European babes have been snoozing in these things for years, but they're a relatively new idea for naptime over here. The Angel's Nest is really just a sleeping bag for tots, but there's some deep-sleep thinking behind the concept. The bags are safer and more reliable than tangly, loose bedding, and they're soft as a cloud and impossible to shake off. Denverite Jennifer Zinn so loved one sent to her by a sister in France that she hatched a plan to market her own, in two styles. Through her website, Zinn offers a standard "sleeping bag," for babies still sleeping exclusively on their backs, and a "wearable bag" -- sort of a closed romper with no legs for little ones old enough to roll around. The Nests come in a variety of cushy materials and seasonal weights. Rock-a-bye, baby.

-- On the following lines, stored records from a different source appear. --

impl ErrorHandler for AppError {
    fn error_response(&self, request_id: &str) -> (StatusCode, ErrorResponse) {
        let (status, code) = self.status_and_code();

        let error_response = ErrorResponse::new(
            request_id.to_string(),
            self.public_message(),
            code.to_string(),
            status.as_u16(),
        );

        (status, error_response)
    }

    fn log_error(&self, request_id: &str) {
        match self {
            AppError::Validation(e) => {
                tracing::warn!(request_id = request_id, error = %e, "Validation error");
            }
            AppError::Database(DatabaseError::UniqueConstraintViolation(_)) => {
                tracing::warn!(request_id = request_id, error = %self, "Duplicate entry attempt");
            }
            AppError::Database(e) => {
                tracing::error!(request_id = request_id, error = %e, "Database error");
            }
            AppError::Auth(e) => match e {
                AuthError::Persistence(_) | AuthError::Crypto(_) => {
                    tracing::error!(request_id = request_id, error = %e, "Authentication failure");
                }
                AuthError::TokenReuseDetected => {
                    tracing::warn!(
                        request_id = request_id,
                        error = %e,
                        "Possible refresh token theft or replay"
                    );
                }
                AuthError::InvalidCredential => {
                    tracing::warn!(
                        request_id = request_id,
                        error = %e,
                        "Invalid credentials attempt"
                    );
                }
                _ => {
                    tracing::warn!(request_id = request_id, error = %e, "Authentication error");
                }
            },
            AppError::Internal(msg) => {
                tracing::error!(request_id = request_id, error = %msg, "Internal error");
            }
        }
    }
}

impl ResponseError for AppError {
    fn error_response(&self) -> HttpResponse {
        let request_id = uuid::Uuid::new_v4().to_string();
        self.log_error(&request_id);

        let (status, error_response) = <Self as ErrorHandler>::error_response(self, &request_id);

        HttpResponse::build(status).json(error_response)
    }

    fn status_code(&self) -> StatusCode {
        self.status_and_code().0
    }
}

// ============================================================================
// 4. ERROR CONTEXT ENRICHMENT
// ============================================================================

/// Error context for enhanced logging and debugging
#[derive(Debug, Clone)]
pub struct ErrorContext {
    pub request_id: String,
    pub user_id: Option<String>,
    pub operation: String,
    pub timestamp: chrono::DateTime<chrono::Utc>,
}

impl ErrorContext {
    pub fn new(operation: impl Into<String>) -> Self {
        Self {
            request_id: uuid::Uuid::new_v4().to_string(),
            user_id: None,
            operation: operation.into(),
            timestamp: chrono::Utc::now(),
        }
    }

    pub fn with_user_id(mut self, user_id: String) -> Self {
        self.user_id = Some(user_id);
        self
    }

    pub fn log_error(&self, error: &AppError) {
        let context = serde_json::json!({
            "request_id": self.request_id,
            "operation": self.operation,
            "user_id": self.user_id,
            "timestamp": self.timestamp.to_rfc3339(),
        });

        match error {
            AppError::Validation(_) | AppError::Auth(_) => {
                tracing::warn!(error = %error, context = ?context, "Request rejected");
            }
            _ => {
                tracing::error!(error = %error, context = ?context, "Request failed");
            }
        }
    }
}

#[cfg(test)]
mod tests {
    use super::*;

    #[test]
    fn test_validation_error_display() {
        let err = ValidationError::EmptyField("email".to_string());
        assert_eq!(err.to_string(), "email is empty");
    }

    #[test]
    fn test_app_error_conversion() {
        let app_err: AppError = AuthError::TokenReuseDetected.into();
        match app_err {
            AppError::Auth(AuthError::TokenReuseDetected) => (),
            _ => panic!("Expected Auth error"),
        }
    }

    #[test]
    fn test_auth_error_status_codes() {
        let cases = vec![
            (AuthError::InvalidCredential, 400, "INVALID_CREDENTIAL"),
            (AuthError::NotFound, 404, "USER_NOT_FOUND"),
            (AuthError::InvalidToken, 401, "TOKEN_INVALID"),
            (AuthError::Expired, 401, "TOKEN_EXPIRED"),
            (AuthError::TokenReuseDetected, 401, "TOKEN_REUSE_DETECTED"),
            (AuthError::MissingToken, 401, "MISSING_TOKEN"),
            (AuthError::Persistence("down".to_string()), 500, "PERSISTENCE_ERROR"),
        ];

        for (err, status, code) in cases {
            let app_err = AppError::from(err);
            let (actual_status, body) = ErrorHandler::error_response(&app_err, "req-1");
            assert_eq!(actual_status.as_u16(), status);
            assert_eq!(body.code, code);
            assert!(!body.success);
        }
    }

    #[test]
    fn test_persistence_details_are_not_exposed() {
        let app_err = AppError::from(AuthError::Persistence("connection refused".to_string()));
        let (_, body) = ErrorHandler::error_response(&app_err, "req-2");
        assert!(!body.message.contains("connection refused"));
    }

    #[test]
    fn test_duplicate_entry_maps_to_conflict() {
        let app_err = AppError::from(DatabaseError::UniqueConstraintViolation(
            "Email or username already exists".to_string(),
        ));
        assert_eq!(app_err.status_code(), StatusCode::CONFLICT);
    }

    #[test]
    fn test_row_not_found_conversion() {
        match DatabaseError::from(sqlx::Error::RowNotFound) {
            DatabaseError::NotFound(_) => (),
            other => panic!("Expected NotFound, got {:?}", other),
        }
    }

    #[test]
    fn test_error_context_creation() {
        let ctx = ErrorContext::new("test_operation");
        assert_eq!(ctx.operation, "test_operation");
        assert!(ctx.user_id.is_none());

        let ctx_with_user = ctx.with_user_id("user-123".to_string());
        assert_eq!(ctx_with_user.user_id, Some("user-123".to_string()));
    }
}
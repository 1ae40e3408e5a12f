/// Session cookie policy
///
/// The token pair travels as two `HttpOnly` cookies. `Secure` is only set in
/// production so the service can be exercised over plain HTTP locally.

use actix_web::cookie::Cookie;

use crate::auth::TokenPair;
use crate::configuration::Environment;

pub const ACCESS_TOKEN_COOKIE: &str = "accessToken";
pub const REFRESH_TOKEN_COOKIE: &str = "refreshToken";

#[derive(Debug, Clone, Copy)]
pub struct CookiePolicy {
    secure: bool,
}

impl CookiePolicy {
    pub fn new(secure: bool) -> Self {
        Self { secure }
    }

    pub fn for_environment(environment: Environment) -> Self {
        Self::new(environment.is_production())
    }

    pub fn is_secure(&self) -> bool {
        self.secure
    }

    /// Cookies carrying a freshly issued pair
    pub fn session_cookies(&self, pair: &TokenPair) -> [Cookie<'static>; 2] {
        [
            self.build(ACCESS_TOKEN_COOKIE, pair.access_token.clone()),
            self.build(REFRESH_TOKEN_COOKIE, pair.refresh_token.clone()),
        ]
    }

    /// Removal cookies for both tokens
    pub fn cleared_cookies(&self) -> [Cookie<'static>; 2] {
        [ACCESS_TOKEN_COOKIE, REFRESH_TOKEN_COOKIE].map(|name| {
            let mut cookie = self.build(name, String::new());
            cookie.make_removal();
            cookie
        })
    }

    fn build(&self, name: &'static str, value: String) -> Cookie<'static> {
        Cookie::build(name, value)
            .path("/")
            .http_only(true)
            .secure(self.secure)
            .finish()
    }
}

#[cfg(test)]
mod tests {
    use super::*;

    fn pair() -> TokenPair {
        TokenPair {
            access_token: "access".to_string(),
            refresh_token: "refresh".to_string(),
        }
    }

    #[test]
    fn test_local_cookies_are_http_only_but_not_secure() {
        let policy = CookiePolicy::for_environment(Environment::Local);
        let [access, refresh] = policy.session_cookies(&pair());

        assert_eq!(access.name(), "accessToken");
        assert_eq!(access.value(), "access");
        assert_eq!(refresh.name(), "refreshToken");
        assert_eq!(refresh.value(), "refresh");
        for cookie in [&access, &refresh] {
            assert_eq!(cookie.http_only(), Some(true));
            assert_ne!(cookie.secure(), Some(true));
        }
    }

    #[test]
    fn test_production_cookies_are_secure() {
        let policy = CookiePolicy::for_environment(Environment::Production);
        for cookie in policy.session_cookies(&pair()) {
            assert_eq!(cookie.secure(), Some(true));
            assert_eq!(cookie.http_only(), Some(true));
        }
    }

    #[test]
    fn test_cleared_cookies_expire_immediately() {
        let policy = CookiePolicy::new(true);
        for cookie in policy.cleared_cookies() {
            assert_eq!(cookie.value(), "");
            assert_eq!(cookie.http_only(), Some(true));
            assert!(cookie.max_age().is_some());
        }
    }
}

Babies have the sweetest little feet: You could wrap them in a banana peel and they would still look cute. Fortunately, Castle Rock stay-at-home mom and business-minded entrepreneur Jenny Chism devised a more appropriate foot covering for wee ones when she created Monkey-Toes. The tiny sneakers, hand-painted with ladybug, frog, bee and piggy motifs and tied up tight with squiggly shoelaces, can be purchased in sizes from one to ten at selected boutiques or online. Start monkeying around.


Louisville mom Terry Hsu-Gander shipped a little piece of China back home after visiting there and adopting two daughters. While picking up her girls, Hsu-Gander found the stylish children's shoes she now imports and sells under the Frog Prince label. She moves most of the merchandise through her website, with the help of a sister living in Shanghai. With feather-soft leather uppers that come in brilliant swathes of contrasting red, black, white, lime green and tangerine, these shoes practically scream "Adorable!" Available in toddler and little girls' sizes up to eleven, the Frogs are comfy and durable, appropriate for both dress and play. "My own kids grow out of them before they wear them out," Hsu-Gander says of her shoes, which stand the test of time, mud, concrete and gravel. What a kick.